Originally Posted by Schmidt
Sometimes, but not necessarily.
Olaf
That's true but without a BOM, there is no way to know what the file contains and if there is encoding in that particular file, unless maybe its an XML or web file with a UTF-8 tag.
At any rate, I set my mind last week about writing a typesetting program in VB-6. My provider of raw text files has all sort of flavors of text files, ANSI, UTF-8 and also a number of other UTF format, some other ISO as well, with a 2 bytes BOM. So I delved into the matter seriously. After much study and some code writing, I was ready to take what I think are sound decisions for my own needs.

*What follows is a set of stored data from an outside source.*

use eframe::egui::{self, Color32, Painter, Pos2, Rect, Stroke};
use log::debug;

use crate::config::DesignerConfig;
use crate::element::{PRINTABLE_MAX, PRINTABLE_MIN};
use crate::geometry::{CanvasTransform, HANDLE_RADIUS, element_screen_rect};
use crate::id_generator::ElementId;
use crate::projector::DecalTexture;
use crate::rasterizer::{
    BlobStore, ChainedSource, FontManager, FsImageSource, ImageLoader, ImageStore, Rasterizer,
};
use crate::state::DesignState;
use crate::texture_manager::{ElementTexture, TextureManager};
use crate::widgets::{Corner, HANDLE_FILL, ResizeHandle};

const FULL_UV: Rect = Rect::from_min_max(Pos2::ZERO, Pos2::new(1.0, 1.0));
const PRINTABLE_STROKE: Color32 = Color32::from_rgba_premultiplied(0, 0, 0, 60);

/// Owns the raster pipeline and paints the flat design overlay
pub struct Renderer {
    rasterizer: Rasterizer,
    textures: TextureManager,
    images: ImageStore,
    blobs: BlobStore,
}

impl Renderer {
    pub fn new(config: &DesignerConfig) -> Self {
        let blobs = BlobStore::new();
        let source = ChainedSource::new()
            .with(blobs.clone())
            .with(FsImageSource::new());
        Self {
            rasterizer: Rasterizer::new(config.texture_size, FontManager::new()),
            textures: TextureManager::new(config.texture_cache_size),
            images: ImageStore::new(ImageLoader::new(source)),
            blobs,
        }
    }

    pub fn blobs(&self) -> &BlobStore {
        &self.blobs
    }

    pub fn textures(&self) -> &TextureManager {
        &self.textures
    }

    pub fn buffer_size(&self) -> u32 {
        self.rasterizer.buffer_size()
    }

    /// Reconcile image loads and the texture cache with the design.
    /// Returns true while loads are still in flight.
    pub fn begin_frame(&mut self, design: &DesignState) -> bool {
        self.textures.begin_frame();
        self.images.sync(design);
        let applied = self.images.poll(design);
        if applied > 0 {
            debug!("Applied {applied} finished image loads");
        }
        self.textures.retain_existing(design);
        self.images.has_pending()
    }

    /// Texture for any element of any view, rasterized on first use
    pub fn texture_for(
        &mut self,
        ctx: &egui::Context,
        design: &DesignState,
        id: ElementId,
    ) -> Option<ElementTexture> {
        let (_, element) = design.find(id)?;
        self.textures
            .texture_for(element, &self.images, &self.rasterizer, ctx)
    }

    /// The element's texture sized for the 3D preview
    pub fn decal_texture(
        &mut self,
        ctx: &egui::Context,
        design: &DesignState,
        id: ElementId,
    ) -> Option<DecalTexture> {
        let buffer = self.buffer_size() as f32;
        self.texture_for(ctx, design, id).map(|texture| DecalTexture {
            id: texture.id,
            extent: texture.size / buffer,
        })
    }

    /// Paint the active view: garment backdrop, elements in order, then the
    /// selection frame with its handles
    pub fn paint_canvas(
        &mut self,
        ctx: &egui::Context,
        painter: &Painter,
        transform: &CanvasTransform,
        design: &DesignState,
        garment_color: Color32,
        hovered_corner: Option<Corner>,
    ) {
        let canvas = transform.rect();
        painter.rect_filled(canvas, 8.0, garment_color);
        let printable = Rect::from_min_max(
            transform.to_screen(Pos2::new(PRINTABLE_MIN, PRINTABLE_MIN)),
            transform.to_screen(Pos2::new(PRINTABLE_MAX, PRINTABLE_MAX)),
        );
        painter.rect_stroke(printable, 0.0, Stroke::new(1.0, PRINTABLE_STROKE));

        let canvas_painter = painter.with_clip_rect(canvas);
        for element in design.active_elements() {
            let Some(texture) = self
                .textures
                .texture_for(element, &self.images, &self.rasterizer, ctx)
            else {
                continue;
            };
            let center = transform.to_screen(element.position());
            let rect = Rect::from_center_size(center, texture.size);
            canvas_painter.image(texture.id, rect, FULL_UV, Color32::WHITE);
        }

        if let Some(selected) = design.selected_element() {
            let frame =
                element_screen_rect(selected, transform, &self.textures, self.buffer_size());
            painter.rect_stroke(frame, 2.0, Stroke::new(1.5, HANDLE_FILL));
            for handle in ResizeHandle::around(frame, HANDLE_RADIUS) {
                handle.paint(painter, hovered_corner == Some(handle.corner()));
            }
        }
    }
}
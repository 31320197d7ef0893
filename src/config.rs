use std::ops::RangeInclusive;

use egui::Color32;
use serde::{Deserialize, Serialize};

use crate::element::{DEFAULT_FONT_FAMILY, DEFAULT_FONT_SIZE, hex_color};
use crate::state::DEFAULT_GARMENT_COLOR;
use crate::tools::ResizeModel;

/// 3D preview camera settings
#[derive(Debug, Clone, PartialEq, Serialize, Deserialize)]
#[serde(default)]
pub struct CameraConfig {
    pub distance: f32,
    pub min_distance: f32,
    pub max_distance: f32,
    pub fov_y_degrees: f32,
    pub auto_rotate: bool,
    pub auto_rotate_speed: f32,
}

impl Default for CameraConfig {
    fn default() -> Self {
        Self {
            distance: 8.0,
            min_distance: 5.0,
            max_distance: 15.0,
            fov_y_degrees: 45.0,
            auto_rotate: true,
            auto_rotate_speed: 1.0,
        }
    }
}

/// Host settings, persisted between runs with eframe storage
#[derive(Debug, Clone, PartialEq, Serialize, Deserialize)]
#[serde(default)] // if we add new fields, give them default values when deserializing old state
pub struct DesignerConfig {
    /// Side of the square raster buffer per element, in pixels
    pub texture_size: u32,
    pub texture_cache_size: usize,
    pub resize_model: ResizeModel,
    pub default_font_family: String,
    pub default_font_size: f32,
    pub font_size_min: f32,
    pub font_size_max: f32,
    #[serde(with = "hex_color")]
    pub default_text_color: Color32,
    pub camera: CameraConfig,
    pub initial_color: String,
}

impl Default for DesignerConfig {
    fn default() -> Self {
        Self {
            texture_size: 256,
            texture_cache_size: 128,
            resize_model: ResizeModel::default(),
            default_font_family: DEFAULT_FONT_FAMILY.to_owned(),
            default_font_size: DEFAULT_FONT_SIZE,
            font_size_min: 12.0,
            font_size_max: 72.0,
            default_text_color: Color32::BLACK,
            camera: CameraConfig::default(),
            initial_color: DEFAULT_GARMENT_COLOR.to_owned(),
        }
    }
}

impl DesignerConfig {
    pub fn font_size_range(&self) -> RangeInclusive<f32> {
        let min = self.font_size_min.min(self.font_size_max);
        min..=self.font_size_max.max(min)
    }

    /// Keep a font size picked in the UI within the allowed range
    pub fn clamp_font_size(&self, size: f32) -> f32 {
        let range = self.font_size_range();
        size.clamp(*range.start(), *range.end())
    }
}

#[cfg(test)]
mod tests {
    use super::*;

    #[test]
    fn test_missing_fields_take_defaults() {
        let config: DesignerConfig =
            serde_json::from_str(r#"{"texture_size": 512, "camera": {"distance": 10.0}}"#).unwrap();
        assert_eq!(config.texture_size, 512);
        assert_eq!(config.camera.distance, 10.0);
        assert_eq!(config.camera.max_distance, 15.0);
        assert_eq!(config.resize_model, ResizeModel::CenterDistance);
        assert_eq!(config.initial_color, "aqua");
    }

    #[test]
    fn test_font_size_clamp() {
        let config = DesignerConfig::default();
        assert_eq!(config.clamp_font_size(4.0), 12.0);
        assert_eq!(config.clamp_font_size(100.0), 72.0);
        assert_eq!(config.default_text_color, Color32::BLACK);
    }
}
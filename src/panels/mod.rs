mod central_panel;
mod customization_panel;
mod preview_window;
mod toolbar;
mod view_selector;

pub use central_panel::central_panel;
pub use customization_panel::customization_panel;
pub use preview_window::{PREVIEW_HINT, preview_window};
pub use toolbar::{action_menu, text_toolbar};
pub use view_selector::view_selector;
/// Seconds since the UNIX epoch
#[cfg(not(target_arch = "wasm32"))]
pub fn current_time_secs() -> f64 {
    std::time::SystemTime::now()
        .duration_since(std::time::UNIX_EPOCH)
        .unwrap_or_default()
        .as_secs_f64()
}

/// Seconds since the UNIX epoch, from the page's performance clock
#[cfg(target_arch = "wasm32")]
pub fn current_time_secs() -> f64 {
    web_sys::window()
        .and_then(|window| window.performance())
        .map(|perf| (perf.time_origin() + perf.now()) / 1000.0)
        .unwrap_or(0.0)
}

/// Whole seconds since the UNIX epoch, used for snapshot stamps
pub fn timestamp_secs() -> u64 {
    current_time_secs() as u64
}
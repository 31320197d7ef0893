#![warn(clippy::all, rust_2018_idioms)]

//! Garment design composition engine with an egui host.
//!
//! Text and image elements live on four independent garment faces. The
//! [`DesignContext`] is the single input boundary; the [`rasterizer`] turns
//! elements into textures shared by the flat overlay and the 3D preview built
//! by the [`projector`].

pub mod app;
pub mod command;
pub mod components;
pub mod config;
pub mod element;
pub mod event;
pub mod file_handler;
pub mod geometry;
pub mod id_generator;
pub mod panels;
pub mod projector;
pub mod rasterizer;
pub mod renderer;
pub mod services;
pub mod state;
pub mod texture_manager;
pub mod tools;
pub mod util;
pub mod view;
pub mod widgets;

pub use app::DesignerApp;
pub use command::Command;
pub use config::{CameraConfig, DesignerConfig};
pub use element::{Element, ElementKind, ElementPatch, TextAlign, TextStyle};
pub use id_generator::ElementId;
pub use renderer::Renderer;
pub use state::{DesignContext, DesignSnapshot, DesignState, GarmentColor};
pub use tools::{SelectionTool, Tool};
pub use view::View;
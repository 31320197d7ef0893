use std::cmp::Ordering;

use egui::epaint::{Mesh, Vertex};
use egui::{Color32, Pos2, Rect, Shape, TextureId, Vec2};
use nalgebra::{Point3, Vector2};

use super::camera::OrbitCamera;
use super::garment::{GarmentProxy, Quad, shade};
use super::placement::{Decal, FacePlacement};
use crate::id_generator::ElementId;
use crate::view::View;

/// Everything the preview needs for one frame
pub struct SceneInput<'a> {
    pub camera: &'a OrbitCamera,
    pub viewport: Rect,
    pub garment: &'a GarmentProxy,
    pub garment_color: Color32,
    pub decals: &'a [Decal],
}

/// A decal's texture and its size relative to the configured buffer
#[derive(Debug, Clone, Copy, PartialEq)]
pub struct DecalTexture {
    pub id: TextureId,
    pub extent: Vec2,
}

fn far_first(a: f32, b: f32) -> Ordering {
    b.partial_cmp(&a).unwrap_or(Ordering::Equal)
}

fn project_corners(
    camera: &OrbitCamera,
    corners: &[Point3<f32>; 4],
    viewport: Rect,
) -> Option<[Pos2; 4]> {
    let mut screen = [Pos2::ZERO; 4];
    for (out, corner) in screen.iter_mut().zip(corners) {
        *out = camera.project(corner, viewport)?.0;
    }
    Some(screen)
}

fn push_quad(mesh: &mut Mesh, screen: [Pos2; 4], uvs: [Pos2; 4], color: Color32) {
    let base = mesh.vertices.len() as u32;
    for (pos, uv) in screen.into_iter().zip(uvs) {
        mesh.vertices.push(Vertex { pos, uv, color });
    }
    mesh.add_triangle(base, base + 1, base + 2);
    mesh.add_triangle(base, base + 2, base + 3);
}

fn visible_garment_quads<'q>(input: &SceneInput<'q>) -> Vec<(&'q Quad, f32)> {
    let camera = input.camera;
    let eye = camera.eye();
    let mut visible: Vec<(&Quad, f32)> = input
        .garment
        .quads()
        .iter()
        .filter(|quad| camera.faces_camera(&quad.center(), &quad.normal))
        .map(|quad| (quad, (quad.center() - eye).norm()))
        .collect();
    visible.sort_by(|a, b| far_first(a.1, b.1));
    visible
}

/// Views sorted back to front for the current eye
fn face_order(camera: &OrbitCamera) -> Vec<View> {
    let eye = camera.eye();
    let mut views: Vec<(View, f32)> = View::ALL
        .iter()
        .map(|&view| (view, (FacePlacement::for_view(view).origin - eye).norm()))
        .collect();
    views.sort_by(|a, b| far_first(a.1, b.1));
    views.into_iter().map(|(view, _)| view).collect()
}

/// Decals in paint order: faces back to front, insertion order within a face,
/// decals facing away culled
pub fn visible_decals<'d>(camera: &OrbitCamera, decals: &'d [Decal]) -> Vec<&'d Decal> {
    face_order(camera)
        .into_iter()
        .flat_map(|view| decals.iter().filter(move |decal| decal.view == view))
        .filter(|decal| camera.faces_camera(&decal.center, &decal.normal))
        .collect()
}

/// Build the preview's shapes: one mesh for the garment, one per decal
pub fn build_scene(
    input: &SceneInput<'_>,
    texture_for: impl Fn(ElementId) -> Option<DecalTexture>,
) -> Vec<Shape> {
    let mut shapes = Vec::new();

    let mut garment = Mesh::default();
    let white_uv = egui::epaint::WHITE_UV;
    for (quad, _) in visible_garment_quads(input) {
        let Some(screen) = project_corners(input.camera, &quad.corners, input.viewport) else {
            continue;
        };
        push_quad(&mut garment, screen, [white_uv; 4], shade(input.garment_color, &quad.normal));
    }
    if !garment.is_empty() {
        shapes.push(Shape::mesh(garment));
    }

    for decal in visible_decals(input.camera, input.decals) {
        let Some(texture) = texture_for(decal.element_id) else {
            continue;
        };
        let corners = decal.corners_for(Vector2::new(texture.extent.x, texture.extent.y));
        let Some(screen) = project_corners(input.camera, &corners, input.viewport) else {
            continue;
        };
        let mut mesh = Mesh::with_texture(texture.id);
        push_quad(&mut mesh, screen, Decal::UVS, Color32::WHITE);
        shapes.push(Shape::mesh(mesh));
    }

    shapes
}

#[cfg(test)]
mod tests {
    use super::*;
    use crate::id_generator::generate_id;
    use std::f32::consts::{FRAC_PI_2, PI};

    fn viewport() -> Rect {
        Rect::from_min_size(Pos2::ZERO, Vec2::new(400.0, 400.0))
    }

    fn decal(view: View) -> Decal {
        Decal::new(generate_id(), view, Pos2::new(50.0, 50.0))
    }

    #[test]
    fn test_front_camera_sees_front_decals_only() {
        let camera = OrbitCamera::default();
        let decals = [decal(View::Back), decal(View::Front), decal(View::Left)];
        let visible = visible_decals(&camera, &decals);
        assert_eq!(visible.len(), 1);
        assert_eq!(visible[0].view, View::Front);
    }

    #[test]
    fn test_decals_keep_insertion_order_within_face() {
        let mut camera = OrbitCamera::default();
        camera.azimuth = PI / 4.0;
        let decals = [decal(View::Front), decal(View::Right), decal(View::Front)];
        let visible = visible_decals(&camera, &decals);
        assert_eq!(visible.len(), 3);
        let fronts: Vec<_> = visible.iter().filter(|d| d.view == View::Front).collect();
        assert_eq!(fronts[0].element_id, decals[0].element_id);
        assert_eq!(fronts[1].element_id, decals[2].element_id);
    }

    #[test]
    fn test_scene_shapes() {
        let camera = OrbitCamera::default();
        let garment = GarmentProxy::new();
        let decals = [decal(View::Front), decal(View::Right)];
        let input = SceneInput {
            camera: &camera,
            viewport: viewport(),
            garment: &garment,
            garment_color: Color32::WHITE,
            decals: &decals,
        };
        let texture = DecalTexture {
            id: TextureId::Managed(1),
            extent: Vec2::splat(1.0),
        };
        let shapes = build_scene(&input, |_| Some(texture));
        // Garment mesh plus the front decal
        assert_eq!(shapes.len(), 2);

        let without_textures = build_scene(&input, |_| None);
        assert_eq!(without_textures.len(), 1);
    }

    #[test]
    fn test_right_face_sorted_last_from_right() {
        let mut camera = OrbitCamera::default();
        camera.azimuth = FRAC_PI_2;
        let order = face_order(&camera);
        assert_eq!(order.last(), Some(&View::Right));
        assert_eq!(order.first(), Some(&View::Left));
    }
}
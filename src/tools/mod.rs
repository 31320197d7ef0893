use egui::Pos2;

use crate::command::Command;
use crate::geometry::HitTarget;
use crate::state::DesignState;

pub mod selection_tool;
pub mod text_toolbar;

pub use selection_tool::{ResizeModel, SelectionState, SelectionTool};
pub use text_toolbar::{ToolbarAction, apply_action, toolbar_for};

/// One pointer position in both coordinate spaces
#[derive(Debug, Clone, Copy, PartialEq)]
pub struct PointerSample {
    /// Canvas percent coordinates
    pub percent: Pos2,
    /// Screen points
    pub screen: Pos2,
}

/// Tool trait defines the interface for canvas tools
pub trait Tool {
    fn name(&self) -> &'static str;

    /// Handle pointer press on the canvas.
    /// Return a Command to **begin** an action if applicable, or None.
    fn on_pointer_down(
        &mut self,
        target: HitTarget,
        sample: PointerSample,
        design: &DesignState,
    ) -> Option<Command>;

    /// Handle pointer movement while a gesture may be in progress
    fn on_pointer_move(&mut self, sample: PointerSample, design: &DesignState) -> Option<Command>;

    /// Handle pointer release; finishes any gesture
    fn on_pointer_up(&mut self, sample: PointerSample, design: &DesignState) -> Option<Command>;

    /// The pointer left the canvas
    fn on_pointer_leave(&mut self, _design: &DesignState) -> Option<Command> {
        self.cancel();
        None
    }

    /// Drop any in-flight gesture
    fn cancel(&mut self);

    fn is_active(&self) -> bool;
}
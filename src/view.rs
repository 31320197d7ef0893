use serde::{Deserialize, Serialize};
use std::ops::{Index, IndexMut};

/// One of the four printable garment panels
#[derive(Debug, Clone, Copy, PartialEq, Eq, Hash, Default, Serialize, Deserialize)]
#[serde(rename_all = "lowercase")]
pub enum View {
    #[default]
    Front,
    Back,
    Left,
    Right,
}

impl View {
    pub const ALL: [View; 4] = [View::Front, View::Back, View::Left, View::Right];

    pub fn as_str(&self) -> &'static str {
        match self {
            View::Front => "front",
            View::Back => "back",
            View::Left => "left",
            View::Right => "right",
        }
    }

    pub fn label(&self) -> &'static str {
        match self {
            View::Front => "Front",
            View::Back => "Back",
            View::Left => "Left",
            View::Right => "Right",
        }
    }

    fn slot(self) -> usize {
        match self {
            View::Front => 0,
            View::Back => 1,
            View::Left => 2,
            View::Right => 3,
        }
    }
}

impl std::fmt::Display for View {
    fn fmt(&self, f: &mut std::fmt::Formatter<'_>) -> std::fmt::Result {
        f.write_str(self.as_str())
    }
}

/// A fixed four-slot map with one value per [`View`]
#[derive(Debug, Clone, Default, PartialEq)]
pub struct ViewMap<T> {
    slots: [T; 4],
}

impl<T> ViewMap<T> {
    pub fn from_fn(mut f: impl FnMut(View) -> T) -> Self {
        Self {
            slots: View::ALL.map(&mut f),
        }
    }

    pub fn get(&self, view: View) -> &T {
        &self.slots[view.slot()]
    }

    pub fn get_mut(&mut self, view: View) -> &mut T {
        &mut self.slots[view.slot()]
    }

    /// Iterate in `Front, Back, Left, Right` order
    pub fn iter(&self) -> impl Iterator<Item = (View, &T)> {
        View::ALL.into_iter().zip(self.slots.iter())
    }

    pub fn iter_mut(&mut self) -> impl Iterator<Item = (View, &mut T)> {
        View::ALL.into_iter().zip(self.slots.iter_mut())
    }
}

impl<T> Index<View> for ViewMap<T> {
    type Output = T;

    fn index(&self, view: View) -> &T {
        self.get(view)
    }
}

impl<T> IndexMut<View> for ViewMap<T> {
    fn index_mut(&mut self, view: View) -> &mut T {
        self.get_mut(view)
    }
}
//! The input boundary of the design engine.
//!
//! `DesignContext` owns the design model, the garment state and the canvas
//! tool. Every user action goes through it, so selection and view invariants
//! are enforced in one place and each successful mutation is broadcast on the
//! [`EventBus`].

use egui::Color32;
use log::{debug, info};

use super::{DesignSnapshot, DesignState, GarmentState};
use crate::command::Command;
use crate::config::DesignerConfig;
use crate::element::{Element, ElementPatch};
use crate::event::{DesignEvent, EventBus};
use crate::geometry::HitTarget;
use crate::id_generator::ElementId;
use crate::services::{CartSink, LogNotifier, Notifier};
use crate::tools::{PointerSample, SelectionTool, Tool};
use crate::view::View;

pub const EMPTY_TEXT_MESSAGE: &str = "Please enter some text first!";
pub const UPLOAD_MESSAGE: &str = "Design uploaded successfully!";
pub const TEMPLATE_MESSAGE: &str = "Template added to your design!";

/// Built-in design templates
pub const TEMPLATES: [&str; 4] = [
    "assets/template-1.png",
    "assets/template-2.png",
    "assets/template-3.png",
    "assets/template-4.png",
];

pub struct DesignContext {
    design: DesignState,
    garment: GarmentState,
    tool: SelectionTool,
    event_bus: EventBus,
    notifier: Box<dyn Notifier>,
    font_family: String,
}

impl std::fmt::Debug for DesignContext {
    fn fmt(&self, f: &mut std::fmt::Formatter<'_>) -> std::fmt::Result {
        f.debug_struct("DesignContext")
            .field("design", &self.design)
            .field("garment", &self.garment)
            .field("tool", &self.tool)
            .field("event_bus", &self.event_bus)
            .finish_non_exhaustive()
    }
}

impl Default for DesignContext {
    fn default() -> Self {
        Self::new(&DesignerConfig::default(), Box::new(LogNotifier))
    }
}

impl DesignContext {
    pub fn new(config: &DesignerConfig, notifier: Box<dyn Notifier>) -> Self {
        Self {
            design: DesignState::new(),
            garment: GarmentState::new(&config.initial_color),
            tool: SelectionTool::new(config.resize_model),
            event_bus: EventBus::new(),
            notifier,
            font_family: config.default_font_family.clone(),
        }
    }

    pub fn design(&self) -> &DesignState {
        &self.design
    }

    pub fn garment(&self) -> &GarmentState {
        &self.garment
    }

    pub fn tool(&self) -> &SelectionTool {
        &self.tool
    }

    pub fn tool_mut(&mut self) -> &mut SelectionTool {
        &mut self.tool
    }

    pub fn event_bus(&self) -> &EventBus {
        &self.event_bus
    }

    pub fn active_view(&self) -> View {
        self.design.active_view()
    }

    pub fn notifier(&mut self) -> &mut dyn Notifier {
        self.notifier.as_mut()
    }

    pub fn set_color(&mut self, name: &str) -> bool {
        let changed = self.garment.set_color(name);
        let label = crate::state::GarmentColor::from_name(name)
            .map_or_else(|| name.to_owned(), |color| color.label());
        self.notifier.success(&format!("Color changed to {label}"));
        if changed {
            info!("Garment color set to {name}");
            self.event_bus.emit(DesignEvent::ColorChanged {
                color: name.to_owned(),
            });
        }
        changed
    }

    /// Blank text is rejected with an error notification
    pub fn add_text(&mut self, text: &str, font_size: f32, color: Color32) -> Option<ElementId> {
        if text.trim().is_empty() {
            self.notifier.error(EMPTY_TEXT_MESSAGE);
            return None;
        }
        let family = self.font_family.clone();
        let id = self.design.add_text(text, font_size, color, &family);
        info!("Added text {id:?} to {}", self.active_view());
        self.notifier.success("Text added to design!");
        self.after_add(id);
        Some(id)
    }

    pub fn add_image(&mut self, reference: &str) -> ElementId {
        let id = self.design.add_image(reference);
        info!("Added image {id} ({reference}) to {}", self.active_view());
        self.after_add(id);
        id
    }

    /// An image the user uploaded or dropped
    pub fn upload_design(&mut self, reference: &str) -> ElementId {
        let id = self.add_image(reference);
        self.notifier.success(UPLOAD_MESSAGE);
        id
    }

    pub fn add_template(&mut self, reference: &str) -> ElementId {
        let id = self.add_image(reference);
        self.notifier.success(TEMPLATE_MESSAGE);
        id
    }

    pub fn add_element(&mut self, element: Element) -> ElementId {
        let id = self.design.add_element(element);
        self.after_add(id);
        id
    }

    fn after_add(&mut self, id: ElementId) {
        let view = self.active_view();
        self.event_bus.emit(DesignEvent::ElementAdded {
            view,
            element_id: id,
        });
        self.event_bus.emit(DesignEvent::SelectionChanged {
            view,
            selected: Some(id),
        });
    }

    pub fn select_element(&mut self, id: ElementId) -> bool {
        let before = self.design.selected_id();
        if !self.design.select_element(id) {
            return false;
        }
        if before != Some(id) {
            self.emit_selection();
        }
        true
    }

    pub fn deselect_all(&mut self) {
        let had_selection = self.design.selected_id().is_some();
        self.design.deselect_all();
        if had_selection {
            self.emit_selection();
        }
    }

    pub fn move_element(&mut self, id: ElementId, x: f32, y: f32) -> bool {
        if !self.design.move_element(id, x, y) {
            return false;
        }
        if let Some(element) = self.design.get(id) {
            self.event_bus.emit(DesignEvent::ElementMoved {
                element_id: id,
                position: element.position(),
            });
        }
        true
    }

    pub fn update_element(&mut self, id: ElementId, patch: &ElementPatch) -> bool {
        if !self.design.update_element(id, patch) {
            return false;
        }
        debug!("Updated {id} with {patch:?}");
        self.event_bus.emit(DesignEvent::ElementUpdated {
            view: self.active_view(),
            element_id: id,
        });
        true
    }

    pub fn delete_element(&mut self, id: ElementId) -> Option<Element> {
        let was_selected = self.design.selected_id() == Some(id);
        let removed = self.design.delete_element(id)?;
        if self.tool.state().element_id() == Some(id) {
            self.tool.cancel();
        }
        info!("Deleted {} {id}", removed.element_type());
        let view = self.active_view();
        self.event_bus.emit(DesignEvent::ElementRemoved {
            view,
            element_id: id,
        });
        if was_selected {
            self.emit_selection();
        }
        Some(removed)
    }

    /// Cancels any gesture, deselects the view being left, then activates `view`
    pub fn switch_view(&mut self, view: View) {
        self.tool.cancel();
        let from = self.active_view();
        let had_selection = self.design.selected_id().is_some();
        self.design.switch_view(view);
        if had_selection {
            self.event_bus.emit(DesignEvent::SelectionChanged {
                view: from,
                selected: None,
            });
        }
        if from != view {
            info!("Switched view {from} -> {view}");
            self.event_bus.emit(DesignEvent::ViewSwitched { from, to: view });
        }
    }

    /// A click that hit nothing clears the selection
    pub fn canvas_click(&mut self, target: HitTarget) {
        match target {
            HitTarget::Empty => self.deselect_all(),
            HitTarget::Element(id) | HitTarget::Handle { element_id: id, .. } => {
                self.select_element(id);
            }
        }
    }

    pub fn pointer_down(&mut self, target: HitTarget, sample: PointerSample) -> bool {
        let command = self.tool.on_pointer_down(target, sample, &self.design);
        command.is_some_and(|command| self.execute(command))
    }

    pub fn pointer_move(&mut self, sample: PointerSample) -> bool {
        let command = self.tool.on_pointer_move(sample, &self.design);
        command.is_some_and(|command| self.execute(command))
    }

    pub fn pointer_up(&mut self, sample: PointerSample) -> bool {
        let command = self.tool.on_pointer_up(sample, &self.design);
        command.is_some_and(|command| self.execute(command))
    }

    pub fn pointer_leave(&mut self) -> bool {
        let command = self.tool.on_pointer_leave(&self.design);
        command.is_some_and(|command| self.execute(command))
    }

    /// Returns `true` if the design changed
    pub fn execute(&mut self, command: Command) -> bool {
        debug!("Executing {}", command.name());
        match command {
            Command::Select(id) => self.select_element(id),
            Command::ClearSelection => {
                let had = self.design.selected_id().is_some();
                self.deselect_all();
                had
            }
            Command::Move { element_id, x, y } => self.move_element(element_id, x, y),
            Command::SetScale { element_id, scale } => {
                self.update_element(element_id, &ElementPatch::new().scale(scale))
            }
            Command::Update { element_id, patch } => self.update_element(element_id, &patch),
            Command::Delete(id) => self.delete_element(id).is_some(),
            Command::SwitchView(view) => {
                let changed = view != self.active_view() || self.design.selected_id().is_some();
                self.switch_view(view);
                changed
            }
            Command::SetColor(name) => self.set_color(&name),
        }
    }

    pub fn snapshot(&self, view: View) -> DesignSnapshot {
        DesignSnapshot::capture(&self.design, &self.garment, view)
    }

    /// Hands the active view's snapshot to the cart
    pub fn save_design(&mut self, cart: &mut dyn CartSink) -> DesignSnapshot {
        let snapshot = self.snapshot(self.active_view());
        info!(
            "Saving {} design with {} elements",
            snapshot.view,
            snapshot.elements.len()
        );
        self.event_bus.emit(DesignEvent::DesignSaved {
            view: snapshot.view,
            element_count: snapshot.elements.len(),
        });
        cart.add_design(snapshot.clone());
        self.notifier.success("Your design has been saved!");
        snapshot
    }

    fn emit_selection(&self) {
        self.event_bus.emit(DesignEvent::SelectionChanged {
            view: self.active_view(),
            selected: self.design.selected_id(),
        });
    }
}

I looked at a number of code examples on the web and found out I did not like all that much the MultiByteToWideChar approach and decided not to use it. Instead, I found a piece of code, all VB, without API calls, that dealt with the matter in what I consider, after exhaustive tests, as flawless and in a manner that is more compatible with my programming style and preferences. Without a BOM of either 2 or 3 bytes, as per established standards, I will tend to treat a file as ANSI.
Now the text files I am going to work with are thousands of pages long. I am quite experienced with dealing with super large text files, as I built a special C++ i/o stream class to deal with huge ANSI DXF files coming from the Unix world, often 200 megabytes in size or more, and about which the standard VB6 file I/O proved not the best tool. As I prefer to do as little C++ as I can get away with, I decided not to modify the class with multi-byte recognition.
All factors weighted in, the solution that worked best for me, as far as the typesetting business goes is to pre-process the UTF-8 and UTF-16's in notepad so that they be compatible with my ANSI I/O stream class without modification. As a bonus, the whole thing led me to build a pure VB6 (no API) UTF-8 only I/O stream class for when the need arise to quickly convert on the fly, a BOM compliant smaller text files.
Note also that once Notepad rolls the dice and makes its guess it calls... you guessed it... MultiByteToWideChar as necessary.
BTW, as far as I can tell from available documentation DXF files should never contain ANSI, but only either escaped ASCII or Unicode. Which Unicode encoding is a mystery as they seem to be incredibly poor about expressing such things, but from their ramblings I'd guess UTF-8. They also seem to just ram ANSI-1252 into ASCII fields and let the chips fall where they may.
This sounds like some scary "house of cards" software to me, with the stink of Unix all over it.
I fail to see how slamming such data through Notepad does anything but cause more grief.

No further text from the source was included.